Howorth's Estate, In re
Citation | 94 N.W.2d 779,250 Iowa 752 |
Decision Date | 10 February 1959 |
Docket Number | No. 49592,49592 |
Parties | In the Matter of the ESTATE of Frank HOWORTH, Deceased. Marlyn IGOU, Claimant-Appellee, v. Inez HOWORTH, Executrix of the Will of Frank Howorth, Deceased, Defendant-Appellant. |
Court | United States State Supreme Court of Iowa |
Page & Nash, Denison, for appellant.
Goldberg & Nymann, Sioux City, Norelius & Norelius, Denison, for appellee.
Claimant, an employee of defendant's decedent, was injured in the course of his employment. This action for damages on account of said injuries is based upon alleged violation of the common-law duty an employer owes to an employee. It is incumbent upon an employer to use reasonable care and diligence to provide a safe place for his employee to work and to provide him reasonably safe tools, etc., with which to work. Failure to do so constitutes negligence. O'Reagan v. Daniels, 241 Iowa 1199, 44 N.W.2d 666. While not an insurer and knowledge of defective tools is essential in establishing negligence, the usual rules of negligence apply. If the employer knew, or by the exercise of reasonable care should have known of an unsafe condition, liability may attach. This duty is recognized to cover animals furnished by an employer for use by his employee. Nikolas v. Kirner, 247 Iowa 231, 73 N.W.2d 7; 56 C.J.S. Master and Servant § 218; 35 Am.Jur., Master and Servant, Section 196.

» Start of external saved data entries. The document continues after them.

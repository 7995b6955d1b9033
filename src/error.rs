use thiserror::Error;

/// Kernel error taxonomy. Database errors pass through untranslated unless
/// an operation can attribute them to a domain invariant.
#[derive(Debug, Error)]
pub enum Error {
    /// The resource does not exist, or the caller is not allowed to know
    /// whether it exists (private namespaces).
    #[error("{0}")]
    NotFound(String),

    /// The resource exists and its existence is not a secret, but the
    /// caller lacks the required scope.
    #[error("{0}")]
    Forbidden(String),

    /// Malformed identifier: bad API key format, bad UUID, and so on.
    #[error("{0}")]
    BadRequest(String),

    #[error("invalid path '{path}': {reason}")]
    InvalidPath { path: String, reason: String },

    /// A domain invariant was violated on object creation.
    #[error("{0}")]
    CreateValue(String),

    #[error("{message} (paths: {paths:?})")]
    BulkCreate {
        message: String,
        paths: Vec<String>,
    },

    #[error("{message} (paths: {paths:?})")]
    BulkPatch {
        message: String,
        paths: Vec<String>,
    },

    /// Per-row type mismatches collected across a value batch.
    #[error("column value type errors: {errors:?}")]
    ColumnValueType { errors: Vec<String> },

    /// Cross-namespace geometry hash mismatch detected by the view composer.
    #[error("{message} (columns: {columns:?})")]
    ViewConflict {
        message: String,
        columns: Vec<String>,
    },

    #[error("render failed: {0}")]
    Render(String),

    #[error(transparent)]
    Db(#[from] sqlx::Error),
}

pub type Result<T> = std::result::Result<T, Error>;

impl Error {
    pub fn not_found(what: impl Into<String>) -> Self {
        Error::NotFound(what.into())
    }

    pub fn forbidden(what: impl Into<String>) -> Self {
        Error::Forbidden(what.into())
    }
}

Claimant's petition alleges defendant's decedent furnished him with a horse known by decedent to be lame and unsafe for claimant to ride, or which, by the use of ordinary care, decedent should have known to be lame and unsafe to ride. A jury gave claimant a substantial award and defendant appeals.

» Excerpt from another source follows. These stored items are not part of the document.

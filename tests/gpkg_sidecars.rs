//! Sidecar injection against a synthetic GeoPackage: the extension tables
//! must land next to the rendered layer and register themselves in
//! `gpkg_extensions`.

use std::collections::BTreeMap;

use chrono::Utc;
use gerrydb_meta::models::{ColumnType, ObjectMeta, View};
use gerrydb_meta::render::{
    GPKG_EXTENSION_NAME, PlanAssignmentRow, ViewMetaDoc, ViewRenderContext, inject_sidecars,
};
use gerrydb_meta::view::ViewColumn;
use uuid::Uuid;

fn object_meta(meta_id: i32) -> ObjectMeta {
    ObjectMeta {
        meta_id,
        uuid: Uuid::new_v4(),
        notes: Some("test fixture".to_string()),
        created_at: Utc::now(),
        created_by: 1,
    }
}

fn fixture_context() -> ViewRenderContext {
    let now = Utc::now();
    let view = View {
        view_id: 1,
        namespace_id: 1,
        path: "atlantis_blocks".to_string(),
        template_id: 1,
        template_version_id: 1,
        loc_id: 1,
        layer_id: 1,
        set_version_id: 1,
        at: now,
        proj: None,
        meta_id: 10,
        graph_id: Some(1),
        num_geos: 2,
    };
    let view_meta = ViewMetaDoc {
        path: view.path.clone(),
        namespace: "atlantis".to_string(),
        template: "pops".to_string(),
        locality: "atlantis".to_string(),
        layer: "blocks".to_string(),
        valid_at: now,
        proj: None,
        graph: Some("dual".to_string()),
        num_geos: 2,
        meta: object_meta(10),
    };

    let mut geo_meta = BTreeMap::new();
    geo_meta.insert(20, object_meta(20));
    let mut geo_meta_ids = BTreeMap::new();
    geo_meta_ids.insert("block/a".to_string(), 20);
    geo_meta_ids.insert("block/b".to_string(), 20);
    let mut geo_valid_from = BTreeMap::new();
    geo_valid_from.insert("block/a".to_string(), now);
    geo_valid_from.insert("block/b".to_string(), now);

    ViewRenderContext {
        view,
        columns: vec![ViewColumn {
            col_id: 1,
            path: "pop".to_string(),
            namespace: "atlantis".to_string(),
            alias: "pop".to_string(),
            col_type: ColumnType::Int,
            description: Some("Total population".to_string()),
        }],
        view_meta,
        target_proj: None,
        plan_labels: vec!["plan_a".to_string()],
        plan_assignments: vec![
            PlanAssignmentRow {
                path: "block/a".to_string(),
                assignments: vec![Some("1".to_string())],
            },
            PlanAssignmentRow {
                path: "block/b".to_string(),
                assignments: vec![None],
            },
        ],
        graph_edges: Some(vec![(
            "block/a".to_string(),
            "block/b".to_string(),
            Some(serde_json::json!({"shared_perim": 1.5})),
        )]),
        graph_node_areas: Some(vec![
            ("block/a".to_string(), 10.0),
            ("block/b".to_string(), 12.5),
        ]),
        geo_meta,
        geo_meta_ids,
        geo_valid_from,
        geo_query: String::new(),
        internal_point_query: String::new(),
    }
}

fn synthetic_gpkg(dir: &tempfile::TempDir) -> std::path::PathBuf {
    let path = dir.path().join("render.gpkg");
    let conn = rusqlite::Connection::open(&path).unwrap();
    conn.execute(
        "CREATE TABLE \"atlantis_blocks\" (path TEXT PRIMARY KEY, geom BLOB)",
        [],
    )
    .unwrap();
    conn.execute(
        "INSERT INTO \"atlantis_blocks\" (path) VALUES ('block/a'), ('block/b')",
        [],
    )
    .unwrap();
    path
}

#[test]
fn sidecars_are_created_and_registered() {
    let dir = tempfile::TempDir::new().unwrap();
    let gpkg = synthetic_gpkg(&dir);
    let ctx = fixture_context();

    inject_sidecars(&gpkg, &ctx).unwrap();

    let conn = rusqlite::Connection::open(&gpkg).unwrap();

    let registered: Vec<(String, String)> = conn
        .prepare("SELECT table_name, scope FROM gpkg_extensions WHERE extension_name = ?1")
        .unwrap()
        .query_map([GPKG_EXTENSION_NAME], |row| {
            Ok((row.get(0)?, row.get(1)?))
        })
        .unwrap()
        .collect::<Result<_, _>>()
        .unwrap();
    let tables: Vec<&str> = registered.iter().map(|(table, _)| table.as_str()).collect();
    for expected in [
        "gerrydb_view_meta",
        "gerrydb_geo_meta",
        "gerrydb_geo_meta_xref",
        "gerrydb_graph_edge",
        "gerrydb_graph_node_area",
        "gerrydb_plan_assignment",
    ] {
        assert!(tables.contains(&expected), "missing extension row for {expected}");
    }
    assert!(registered.iter().all(|(_, scope)| scope == "read-write"));

    let meta_keys: i64 = conn
        .query_row("SELECT COUNT(*) FROM gerrydb_view_meta", [], |row| row.get(0))
        .unwrap();
    assert!(meta_keys > 0);

    let xrefs: i64 = conn
        .query_row("SELECT COUNT(*) FROM gerrydb_geo_meta_xref", [], |row| row.get(0))
        .unwrap();
    assert_eq!(xrefs, 2);

    let (path_1, path_2, weights): (String, String, Option<String>) = conn
        .query_row(
            "SELECT path_1, path_2, weights FROM gerrydb_graph_edge",
            [],
            |row| Ok((row.get(0)?, row.get(1)?, row.get(2)?)),
        )
        .unwrap();
    assert_eq!((path_1.as_str(), path_2.as_str()), ("block/a", "block/b"));
    assert!(weights.unwrap().contains("shared_perim"));

    let areas: i64 = conn
        .query_row("SELECT COUNT(*) FROM gerrydb_graph_node_area", [], |row| row.get(0))
        .unwrap();
    assert_eq!(areas, 2);

    let assignment: Option<String> = conn
        .query_row(
            "SELECT \"plan_a\" FROM gerrydb_plan_assignment WHERE path = 'block/a'",
            [],
            |row| row.get(0),
        )
        .unwrap();
    assert_eq!(assignment.as_deref(), Some("1"));
    let unassigned: Option<String> = conn
        .query_row(
            "SELECT \"plan_a\" FROM gerrydb_plan_assignment WHERE path = 'block/b'",
            [],
            |row| row.get(0),
        )
        .unwrap();
    assert_eq!(unassigned, None);

    let description: String = conn
        .query_row(
            "SELECT description FROM gpkg_data_columns WHERE table_name = 'atlantis_blocks' \
             AND column_name = 'pop'",
            [],
            |row| row.get(0),
        )
        .unwrap();
    assert_eq!(description, "Total population");
}

#[test]
fn injection_without_graph_or_plans_creates_base_tables_only() {
    let dir = tempfile::TempDir::new().unwrap();
    let gpkg = synthetic_gpkg(&dir);
    let mut ctx = fixture_context();
    ctx.graph_edges = None;
    ctx.graph_node_areas = None;
    ctx.plan_labels.clear();
    ctx.plan_assignments.clear();

    inject_sidecars(&gpkg, &ctx).unwrap();

    let conn = rusqlite::Connection::open(&gpkg).unwrap();
    let count: i64 = conn
        .query_row(
            "SELECT COUNT(*) FROM gpkg_extensions WHERE extension_name = ?1",
            [GPKG_EXTENSION_NAME],
            |row| row.get(0),
        )
        .unwrap();
    assert_eq!(count, 3);

    let edge_table: i64 = conn
        .query_row(
            "SELECT COUNT(*) FROM sqlite_master WHERE type = 'table' AND name = 'gerrydb_graph_edge'",
            [],
            |row| row.get(0),
        )
        .unwrap();
    assert_eq!(edge_table, 0);
}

The sole question presented by this appeal is whether or not the trial court erred in overruling defendant's motion for a directed verdict.
Defendant's decedent was a cattle feeder, operating in different pastures and on different farms and requiring the use of saddle horses by his employees. Claimant, age 28, had been a farm worker and had ridden horses considerably. He had previously worked for decedent. In March, 1955, he started working for decedent and was injured in April. On the date in question he was directed to help drive cattle from a field, where they were to be dehorned. Three horses were saddled and decedent, his foreman, Van Coburn, and claimant went in a pickup truck, leading the horses, to the field where the cattle were. There, they mounted and rounded up the cattle and drove them along the highway to the field where they were to be dehorned, a distance of a mile or more. While working with the cattle in the latter field, the horse claimant was riding stumbled and then reared over backward causing the injuries complained of.

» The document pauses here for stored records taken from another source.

use log::debug;
use sqlx::PgConnection;

use crate::error::Result;

// column_value is list-partitioned twice: by col_id at the top level and by
// geo_id inside each per-column partition. Both levels use idempotent DDL so
// the kernel can re-assert partitions on every write path. Pruning the
// resulting tables is an operational concern, not the kernel's.

/// DDL for the per-column partition (itself partitioned by geo id).
pub fn column_partition_ddl(col_id: i32) -> String {
    format!(
        "CREATE TABLE IF NOT EXISTS gerrydb.gerrydb_column_value_col_{col_id} \
         PARTITION OF gerrydb.column_value FOR VALUES IN ({col_id}) \
         PARTITION BY LIST (geo_id)"
    )
}

/// DDL for the nested per-geography partition under one column partition.
pub fn geography_partition_ddl(col_id: i32, geo_id: i32) -> String {
    format!(
        "CREATE TABLE IF NOT EXISTS gerrydb.gerrydb_column_value_col_{col_id}_geo_{geo_id} \
         PARTITION OF gerrydb.gerrydb_column_value_col_{col_id} FOR VALUES IN ({geo_id})"
    )
}

/// Ensures the per-column partition exists.
pub async fn ensure_column_partition(conn: &mut PgConnection, col_id: i32) -> Result<()> {
    sqlx::query(&column_partition_ddl(col_id))
        .execute(&mut *conn)
        .await?;
    Ok(())
}

/// Ensures nested (column, geography) leaf partitions exist for every listed
/// geography under one column partition.
pub async fn ensure_geography_partitions(
    conn: &mut PgConnection,
    col_id: i32,
    geo_ids: &[i32],
) -> Result<()> {
    for &geo_id in geo_ids {
        sqlx::query(&geography_partition_ddl(col_id, geo_id))
            .execute(&mut *conn)
            .await?;
    }
    Ok(())
}

/// Asserts the full partition tree for a freshly created column: the
/// per-column partition plus nested leaves for every geography already in
/// the column's namespace.
pub async fn ensure_partitions_for_new_column(
    conn: &mut PgConnection,
    col_id: i32,
    namespace_id: i32,
) -> Result<()> {
    ensure_column_partition(conn, col_id).await?;
    let geo_ids: Vec<(i32,)> =
        sqlx::query_as(r#"SELECT geo_id FROM gerrydb.geography WHERE namespace_id = $1"#)
            .bind(namespace_id)
            .fetch_all(&mut *conn)
            .await?;
    let geo_ids: Vec<i32> = geo_ids.into_iter().map(|(geo_id,)| geo_id).collect();
    ensure_geography_partitions(conn, col_id, &geo_ids).await
}

/// Asserts nested partitions for new geographies under every existing column
/// partition. Called after bulk geography creation.
pub async fn ensure_partitions_for_new_geographies(
    conn: &mut PgConnection,
    namespace_id: i32,
    geo_ids: &[i32],
) -> Result<()> {
    let col_ids: Vec<(i32,)> =
        sqlx::query_as(r#"SELECT col_id FROM gerrydb."column" WHERE namespace_id = $1"#)
            .bind(namespace_id)
            .fetch_all(&mut *conn)
            .await?;
    debug!(
        "ensuring column_value partitions for {} geographies under {} columns",
        geo_ids.len(),
        col_ids.len()
    );
    for (col_id,) in col_ids {
        ensure_geography_partitions(conn, col_id, geo_ids).await?;
    }
    Ok(())
}

#[cfg(test)]
mod tests {
    use super::*;

    #[test]
    fn column_partition_ddl_is_idempotent_and_named_by_col() {
        let ddl = column_partition_ddl(7);
        assert!(ddl.starts_with("CREATE TABLE IF NOT EXISTS"));
        assert!(ddl.contains("gerrydb.gerrydb_column_value_col_7"));
        assert!(ddl.contains("FOR VALUES IN (7)"));
        assert!(ddl.contains("PARTITION BY LIST (geo_id)"));
    }

    #[test]
    fn geography_partition_ddl_nests_under_column_partition() {
        let ddl = geography_partition_ddl(7, 42);
        assert!(ddl.contains("gerrydb.gerrydb_column_value_col_7_geo_42"));
        assert!(ddl.contains("PARTITION OF gerrydb.gerrydb_column_value_col_7"));
        assert!(ddl.contains("FOR VALUES IN (42)"));
    }
}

Claimant was the sole witness as to what happened. He had never before ridden the horse in question but had seen it ridden about the place. He stated after the cattle had been rounded up and were being driven along the highway he noticed his horse 'kind of limped on the right front foot.' He further stated, Claimant stated he was five feet five, weighed 155 to 160 pounds and could see over the horse. Such was the record when claimant rested. A motion to direct a verdict was overruled.
Defendant's evidence was as follows: Van Coburn, decedent's foreman, testified he had worked for decedent some 25 years. Claimant had ridden horses for decedent on prior occasions. Decedent had owned the horse about a year prior to the accident and witness had ridden the horse off and on all of the winter before. He did not observe the horse to be lame on the day in question and never knew it to be lame. He did not observe the horse fall.
James Howorth testified he bought the horse in question as a two year old. He and his daughter broke it to ride. He has ridden the horse many times and has driven cattle with it. He never knew the horse to be lame and never had any trouble with it in respect to stumbling, falling down or anything of that kind. He sold the...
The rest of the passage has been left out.